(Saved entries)
────────────────

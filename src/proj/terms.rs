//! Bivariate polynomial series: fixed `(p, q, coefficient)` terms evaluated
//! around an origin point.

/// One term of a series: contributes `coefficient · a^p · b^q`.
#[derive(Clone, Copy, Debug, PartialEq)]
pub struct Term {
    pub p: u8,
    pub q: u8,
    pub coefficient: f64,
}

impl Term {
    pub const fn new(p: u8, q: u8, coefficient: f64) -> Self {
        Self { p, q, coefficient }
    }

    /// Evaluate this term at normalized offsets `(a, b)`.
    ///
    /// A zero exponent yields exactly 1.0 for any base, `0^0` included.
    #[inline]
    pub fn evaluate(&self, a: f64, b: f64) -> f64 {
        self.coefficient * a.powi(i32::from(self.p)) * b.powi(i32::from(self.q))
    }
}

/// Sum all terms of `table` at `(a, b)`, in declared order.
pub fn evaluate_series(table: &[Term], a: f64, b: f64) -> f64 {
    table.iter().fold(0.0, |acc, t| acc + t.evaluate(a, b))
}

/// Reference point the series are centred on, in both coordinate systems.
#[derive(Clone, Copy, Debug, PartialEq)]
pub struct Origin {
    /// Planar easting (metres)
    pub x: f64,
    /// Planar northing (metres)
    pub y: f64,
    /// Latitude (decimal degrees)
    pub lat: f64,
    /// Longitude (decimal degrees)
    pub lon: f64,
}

────────────────

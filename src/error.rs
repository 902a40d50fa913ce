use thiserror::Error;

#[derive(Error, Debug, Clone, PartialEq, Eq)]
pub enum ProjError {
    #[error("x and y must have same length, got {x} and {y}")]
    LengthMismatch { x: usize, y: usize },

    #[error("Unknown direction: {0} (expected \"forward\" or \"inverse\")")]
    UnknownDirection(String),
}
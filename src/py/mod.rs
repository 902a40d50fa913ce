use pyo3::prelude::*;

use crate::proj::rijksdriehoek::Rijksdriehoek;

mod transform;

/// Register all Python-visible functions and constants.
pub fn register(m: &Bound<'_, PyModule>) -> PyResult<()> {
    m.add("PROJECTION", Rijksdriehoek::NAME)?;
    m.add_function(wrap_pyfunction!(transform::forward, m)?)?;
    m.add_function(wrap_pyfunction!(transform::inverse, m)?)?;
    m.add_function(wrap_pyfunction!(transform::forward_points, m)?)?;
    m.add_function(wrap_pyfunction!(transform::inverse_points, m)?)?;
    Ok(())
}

────────────────

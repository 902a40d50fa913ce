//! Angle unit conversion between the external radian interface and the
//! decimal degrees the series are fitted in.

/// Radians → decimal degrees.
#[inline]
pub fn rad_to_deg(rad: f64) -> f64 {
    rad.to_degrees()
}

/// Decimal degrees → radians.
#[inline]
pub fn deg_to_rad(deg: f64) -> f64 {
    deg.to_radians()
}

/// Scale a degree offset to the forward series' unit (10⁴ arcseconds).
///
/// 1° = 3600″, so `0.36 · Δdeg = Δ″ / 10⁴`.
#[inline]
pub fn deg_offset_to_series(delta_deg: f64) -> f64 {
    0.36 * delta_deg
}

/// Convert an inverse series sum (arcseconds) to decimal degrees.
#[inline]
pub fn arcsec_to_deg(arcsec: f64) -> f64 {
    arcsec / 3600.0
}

────────────────

Scan the records above for the lines holding "filename src/error.rs" and "filename src/py/mod.rs". Transcribe those two and every line between them word for word, and no others.

*Task output:*
filename src/error.rs
repository 902a40d50fa913ce
use thiserror::Error;

#[derive(Error, Debug, Clone, PartialEq, Eq)]
pub enum ProjError {
    #[error("x and y must have same length, got {x} and {y}")]
    LengthMismatch { x: usize, y: usize },

    #[error("Unknown direction: {0} (expected \"forward\" or \"inverse\")")]
    UnknownDirection(String),
}
filename src/py/mod.rs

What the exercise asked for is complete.